Not to invite the leader of the Labour Party, at a time like this, with the political situation as it is, would have been idiotic.
Those spinning this to imply she is cosying up to Starmer are being duplicitous and are clearly pursuing a vested self interest
I also advise caution on uncritically reposting SBox articles given that I understand delegates voted overwhelmingly to keep the Labour affiliation. There appear to be many Unite members who are urging a rethink on the issue, including myself, but the SBox article misleads and I agree with others that there appears to be a witch hunt in progress against Graham with SBox one of the main proponents. Haven’t we had enough of smears and factionalism in the Labour party? I certainly don’t want to see it in my union.
Pete Firmin and Leah Levane raise important criticisms of Skwawkbox’s journalism which, while generally reasonably accurate in a literal sense, often veers into partisan factionalism in its misleading suppression of inconvenient facts which don’t fit its own particular factional line. To be fair to Skwawkbox however, this is a problem which afflicts virtually the entire independent left media to varying degrees.
The problem is a structural one, arising from the fact that more often than not, left alternative media sites are closely associated with political factions which pursue a detailed particular agenda in competition – both politically and economically – with other sites belonging to other political factions with which objectively they often have much politically in common. Unfortunately this economic model, an amalgamation of journalism with factional party interest is a barrier to cooperation, leading to increased political division and rivalry or hostility instead of productive reasoned debate. For example very few such sites provide direct links to the sources which they are criticising or allow a right of reply by those criticised, and most of them eschew any discussion of topics which are politically awkward for the ‘party line’.
JVL’s website is something of an outlier.

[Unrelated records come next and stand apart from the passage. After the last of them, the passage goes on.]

//! # Pack Plans
//!
//! A [`PackPlan`] says "ship this many packs of this size". It is the sole
//! output of the optimizer and is created fresh for every order.
//!
//! ## Invariant
//!
//! Every stored count is strictly positive. Adding zero is a no-op and
//! taking the last pack of a size removes the entry.
//!
//! ## Wire Format
//!
//! Serializes as a JSON object keyed by the decimal pack size, ordered by
//! ascending size: `{"250":1,"5000":2}`.

use std::collections::BTreeMap;

use serde::{Deserialize, Serialize};

use crate::error::ValidationError;
use crate::pack::{OrderQuantity, PackSize};

/// Mapping from pack size to the number of packs of that size.
#[derive(Debug, Clone, Default, PartialEq, Eq, Serialize, Deserialize)]
#[serde(
    try_from = "BTreeMap<PackSize, u64>",
    into = "BTreeMap<PackSize, u64>"
)]
pub struct PackPlan {
    entries: BTreeMap<PackSize, u64>,
}

impl PackPlan {
    /// An empty plan.
    pub fn new() -> Self {
        Self::default()
    }

    /// Add `n` packs of `size`.
    pub fn add(&mut self, size: PackSize, n: u64) {
        if n == 0 {
            return;
        }
        *self.entries.entry(size).or_insert(0) += n;
    }

    /// Remove up to `n` packs of `size`, dropping the entry when it reaches zero.
    pub fn take(&mut self, size: PackSize, n: u64) {
        if let Some(count) = self.entries.get_mut(&size) {
            *count = count.saturating_sub(n);
            if *count == 0 {
                self.entries.remove(&size);
            }
        }
    }

    /// Number of packs of `size` in the plan (zero when absent).
    pub fn count(&self, size: PackSize) -> u64 {
        self.entries.get(&size).copied().unwrap_or(0)
    }

    /// Total items shipped: `sum(size * count)`.
    pub fn total_items(&self) -> u64 {
        self.entries
            .iter()
            .map(|(size, count)| size.get().saturating_mul(*count))
            .fold(0u64, u64::saturating_add)
    }

    /// Total number of physical packs: `sum(count)`.
    pub fn pack_count(&self) -> u64 {
        self.entries.values().copied().fold(0u64, u64::saturating_add)
    }

    /// Items shipped beyond what the order asked for.
    pub fn surplus(&self, quantity: OrderQuantity) -> u64 {
        self.total_items().saturating_sub(quantity.get())
    }

    /// Whether the plan ships nothing.
    pub fn is_empty(&self) -> bool {
        self.entries.is_empty()
    }

    /// Number of distinct pack sizes used.
    pub fn len(&self) -> usize {
        self.entries.len()
    }

    /// Entries in ascending size order.
    pub fn iter(&self) -> impl Iterator<Item = (PackSize, u64)> + '_ {
        self.entries.iter().map(|(size, count)| (*size, *count))
    }
}

impl FromIterator<(PackSize, u64)> for PackPlan {
    fn from_iter<I: IntoIterator<Item = (PackSize, u64)>>(iter: I) -> Self {
        let mut plan = Self::new();
        for (size, n) in iter {
            plan.add(size, n);
        }
        plan
    }
}

impl TryFrom<BTreeMap<PackSize, u64>> for PackPlan {
    type Error = ValidationError;

    fn try_from(entries: BTreeMap<PackSize, u64>) -> Result<Self, Self::Error> {
        if let Some((size, _)) = entries.iter().find(|(_, count)| **count == 0) {
            return Err(ValidationError::ZeroCount(size.get()));
        }
        Ok(Self { entries })
    }
}

impl From<PackPlan> for BTreeMap<PackSize, u64> {
    fn from(plan: PackPlan) -> Self {
        plan.entries
    }
}
//! # In-Memory Registry
//!
//! `Vec`-backed store preserving insertion order. Clones share the same
//! underlying storage, so one registry can be handed to every handler.

use std::sync::Arc;

use packer_core::PackSize;
use parking_lot::RwLock;

use crate::error::RegistryError;
use crate::PackStore;

/// Thread-safe, cloneable pack size catalogue.
#[derive(Debug, Clone, Default)]
pub struct PackRegistry {
    sizes: Arc<RwLock<Vec<PackSize>>>,
}

impl PackRegistry {
    /// Create an empty registry.
    pub fn new() -> Self {
        Self::default()
    }

    /// Create a registry seeded with `sizes`, validated like [`PackStore::add_sizes`].
    pub fn with_sizes(sizes: &[i64]) -> Result<Self, RegistryError> {
        let registry = Self::new();
        registry.add_sizes(sizes)?;
        Ok(registry)
    }

    /// Number of registered sizes.
    pub fn len(&self) -> usize {
        self.sizes.read().len()
    }

    /// Whether no sizes are registered.
    pub fn is_empty(&self) -> bool {
        self.len() == 0
    }
}

impl PackStore for PackRegistry {
    fn add_sizes(&self, sizes: &[i64]) -> Result<usize, RegistryError> {
        let batch = PackSize::parse_batch(sizes)?;

        let mut guard = self.sizes.write();
        let before = guard.len();
        for size in batch {
            if !guard.contains(&size) {
                guard.push(size);
            }
        }
        let added = guard.len() - before;
        drop(guard);

        tracing::debug!(requested = sizes.len(), added, "pack sizes added");
        Ok(added)
    }

    fn remove_size(&self, size: i64) -> Result<(), RegistryError> {
        let mut guard = self.sizes.write();
        let position = guard
            .iter()
            .position(|s| i64::try_from(s.get()).is_ok_and(|v| v == size))
            .ok_or(RegistryError::NotFound(size))?;
        guard.remove(position);
        Ok(())
    }

    fn remove_all(&self) {
        self.sizes.write().clear();
    }

    fn list_sizes(&self) -> Vec<PackSize> {
        self.sizes.read().clone()
    }
}
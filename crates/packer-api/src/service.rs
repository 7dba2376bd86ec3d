//! # Order Service
//!
//! Orchestrates one order: validate the quantity, snapshot the registry,
//! run the configured strategy. Read-only against the registry; the
//! snapshot is taken once, so a concurrent registry change cannot tear
//! the catalogue mid-search.

use std::sync::Arc;

use packer_core::{OrderQuantity, PackPlan, ValidationError};
use packer_optimizer::Strategy;
use packer_registry::PackStore;
use thiserror::Error;

/// Why an order could not be planned.
#[derive(Error, Debug, Clone, PartialEq, Eq)]
pub enum OrderError {
    /// The requested quantity is not a positive integer.
    #[error("invalid order quantity: {0}")]
    InvalidQuantity(#[from] ValidationError),

    /// No pack sizes are registered.
    #[error("no pack sizes configured")]
    EmptyCatalogue,
}

/// Computes order plans against the shared registry.
#[derive(Clone)]
pub struct OrderService {
    store: Arc<dyn PackStore>,
    strategy: Strategy,
}

impl std::fmt::Debug for OrderService {
    fn fmt(&self, f: &mut std::fmt::Formatter<'_>) -> std::fmt::Result {
        f.debug_struct("OrderService")
            .field("strategy", &self.strategy)
            .finish_non_exhaustive()
    }
}

impl OrderService {
    /// Create a service reading sizes from `store`.
    pub fn new(store: Arc<dyn PackStore>, strategy: Strategy) -> Self {
        Self { store, strategy }
    }

    /// The strategy used for every order.
    pub fn strategy(&self) -> Strategy {
        self.strategy
    }

    /// Plan an order for `quantity` items.
    pub fn compute_order(&self, quantity: i64) -> Result<PackPlan, OrderError> {
        let quantity = OrderQuantity::new(quantity)?;

        let sizes = self.store.list_sizes();
        if sizes.is_empty() {
            return Err(OrderError::EmptyCatalogue);
        }

        let plan = self.strategy.plan(&sizes, quantity);

        tracing::info!(
            quantity = quantity.get(),
            strategy = %self.strategy,
            total = plan.total_items(),
            surplus = plan.surplus(quantity),
            packs = plan.pack_count(),
            "order planned"
        );

        Ok(plan)
    }
}

#[cfg(test)]
mod tests {
    use super::*;
    use packer_core::PackSize;
    use packer_registry::{PackRegistry, RegistryError};

    fn service(sizes: &[i64], strategy: Strategy) -> OrderService {
        let registry = PackRegistry::with_sizes(sizes).unwrap();
        OrderService::new(Arc::new(registry), strategy)
    }

    /// Store stub with a fixed catalogue.
    struct FixedStore(Vec<PackSize>);

    impl PackStore for FixedStore {
        fn add_sizes(&self, _sizes: &[i64]) -> Result<usize, RegistryError> {
            Ok(0)
        }
        fn remove_size(&self, size: i64) -> Result<(), RegistryError> {
            Err(RegistryError::NotFound(size))
        }
        fn remove_all(&self) {}
        fn list_sizes(&self) -> Vec<PackSize> {
            self.0.clone()
        }
    }

    #[test]
    fn rejects_non_positive_quantity() {
        let svc = service(&[250], Strategy::BestFit);
        assert_eq!(
            svc.compute_order(0),
            Err(OrderError::InvalidQuantity(
                ValidationError::NonPositiveQuantity(0)
            ))
        );
        assert!(matches!(
            svc.compute_order(-1),
            Err(OrderError::InvalidQuantity(_))
        ));
    }

    #[test]
    fn rejects_empty_catalogue() {
        let svc = service(&[], Strategy::BestFit);
        assert_eq!(svc.compute_order(10), Err(OrderError::EmptyCatalogue));
    }

    #[test]
    fn quantity_is_checked_before_catalogue() {
        let svc = service(&[], Strategy::BestFit);
        assert!(matches!(
            svc.compute_order(0),
            Err(OrderError::InvalidQuantity(_))
        ));
    }

    #[test]
    fn delegates_to_strategy() {
        let best = service(&[250, 500, 1000, 2000, 5000], Strategy::BestFit);
        let plan = best.compute_order(751).unwrap();
        assert_eq!(plan.count(PackSize::new(1000).unwrap()), 1);
        assert_eq!(plan.pack_count(), 1);

        let first = service(&[250, 500, 1000, 2000, 5000], Strategy::FirstFit);
        let plan = first.compute_order(751).unwrap();
        assert_eq!(plan.count(PackSize::new(500).unwrap()), 2);
    }

    #[test]
    fn works_against_any_store() {
        let store = FixedStore(PackSize::parse_batch(&[23, 37, 45, 100, 500]).unwrap());
        let svc = OrderService::new(Arc::new(store), Strategy::BestFit);
        let plan = svc.compute_order(46).unwrap();
        assert_eq!(plan.count(PackSize::new(23).unwrap()), 2);
        assert_eq!(plan.len(), 1);
    }
}
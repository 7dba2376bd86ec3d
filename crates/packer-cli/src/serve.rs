//! # Serve Subcommand
//!
//! Runs the HTTP API. Flags override the environment configuration.

use anyhow::{Context, Result};
use clap::Args;
use packer_api::state::AppConfig;
use packer_optimizer::Strategy;

/// Arguments for the `packer serve` subcommand.
#[derive(Args, Debug)]
pub struct ServeArgs {
    /// Listening port.
    #[arg(long, env = "CUSTOM_PORT")]
    pub port: Option<u16>,

    /// Packing strategy.
    #[arg(long, env = "PACKER_STRATEGY")]
    pub strategy: Option<Strategy>,
}

impl ServeArgs {
    /// Layer the flags over an environment-derived configuration.
    pub fn apply(&self, mut config: AppConfig) -> AppConfig {
        if let Some(port) = self.port {
            config.port = port;
        }
        if let Some(strategy) = self.strategy {
            config.strategy = strategy;
        }
        config
    }
}

/// Execute the serve subcommand. Blocks until the server shuts down.
pub fn run_serve(args: &ServeArgs) -> Result<u8> {
    let config = args.apply(AppConfig::from_env().context("invalid configuration")?);

    let runtime = tokio::runtime::Runtime::new().context("failed to start async runtime")?;
    runtime.block_on(packer_api::serve(config))?;
    Ok(0)
}
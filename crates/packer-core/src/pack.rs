//! # Pack Sizes and Order Quantities
//!
//! Newtype wrappers for the two positive integers the optimizer consumes.
//! You cannot pass an order quantity where a pack size is expected.

use std::fmt;

use serde::{Deserialize, Serialize};

use crate::error::ValidationError;

/// A fixed, positive number of items sold as one shippable unit.
#[derive(Debug, Clone, Copy, PartialEq, Eq, PartialOrd, Ord, Hash, Serialize, Deserialize)]
#[serde(try_from = "i64", into = "u64")]
pub struct PackSize(u64);

impl PackSize {
    /// Validate a raw integer as a pack size.
    pub fn new(raw: i64) -> Result<Self, ValidationError> {
        if raw <= 0 {
            return Err(ValidationError::NonPositiveSize(raw));
        }
        Ok(Self(raw as u64))
    }

    /// Number of items in one pack of this size.
    pub fn get(self) -> u64 {
        self.0
    }

    /// Validate a whole batch. The first non-positive entry rejects the batch.
    pub fn parse_batch(raw: &[i64]) -> Result<Vec<Self>, ValidationError> {
        raw.iter().map(|&r| Self::new(r)).collect()
    }
}

impl TryFrom<i64> for PackSize {
    type Error = ValidationError;

    fn try_from(raw: i64) -> Result<Self, Self::Error> {
        Self::new(raw)
    }
}

impl From<PackSize> for u64 {
    fn from(size: PackSize) -> Self {
        size.0
    }
}

impl fmt::Display for PackSize {
    fn fmt(&self, f: &mut fmt::Formatter<'_>) -> fmt::Result {
        write!(f, "{}", self.0)
    }
}

/// Number of items a single order asks for. Request-scoped, never stored.
#[derive(Debug, Clone, Copy, PartialEq, Eq, PartialOrd, Ord, Hash, Serialize, Deserialize)]
#[serde(try_from = "i64", into = "u64")]
pub struct OrderQuantity(u64);

impl OrderQuantity {
    /// Validate a raw integer as an order quantity.
    pub fn new(raw: i64) -> Result<Self, ValidationError> {
        if raw <= 0 {
            return Err(ValidationError::NonPositiveQuantity(raw));
        }
        Ok(Self(raw as u64))
    }

    /// Number of items requested.
    pub fn get(self) -> u64 {
        self.0
    }
}

impl TryFrom<i64> for OrderQuantity {
    type Error = ValidationError;

    fn try_from(raw: i64) -> Result<Self, Self::Error> {
        Self::new(raw)
    }
}

impl From<OrderQuantity> for u64 {
    fn from(quantity: OrderQuantity) -> Self {
        quantity.0
    }
}

impl fmt::Display for OrderQuantity {
    fn fmt(&self, f: &mut fmt::Formatter<'_>) -> fmt::Result {
        write!(f, "{}", self.0)
    }
}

Richard Kuper must be warmly congratulated on his policy of openness to reasoned debate on the pages of this website, which has gained it wide respect across the left and ironically is one of the reasons why the corporate media and apartheid trolls never dare provide a link to a JVL page when broadcasting their scurrilous accusations. However JVL has not been immune to the contradictory structural pressures suppressing debate on awkward subjects which I refer to above; this was particularly evident in the period of Corbyn’s leadership, when JVL as a political organisation provided much needed political support to an embattled Corbyn leadership. There were at that time a whole range of important but difficult topics which the Labour left as a whole did not want to discuss openly because of a fear that the emergence of a principled position on any of them, or even mere informed discussion, might prove electorally divisive. Such topics included the rightwing coup called Brexit, the plight of European immigrants in the UK, the Assad regime in Syria etc. Ultimately trying to ignore important aspects of the real world is always counterproductive.
The belated but welcome divorce of JVL from the terminally diseased Labour Party provides an opportunity for JVL – and in particular for its website – to free itself from the constraints of factional party politics, and to do what it has always done best: to act as a catalytic progressive forum and informational hub for the left as a whole, helping to facilitate the creation a modern collaborative labour movement supported by new devolved but integrated online media structures – a fifth estate to challenge the corrupt corporate fourth estate, which would functionally replace the educational role played a century ago by now atrophied trade union structures.
Both the technology and the embryonic sites for the creation of such a democratic fifth estate aleady exist and are just waiting to be employed. It doesn’t require large capital – just a vision and the will to implement certain elementary collaborative principles by an initial nucleus of sites.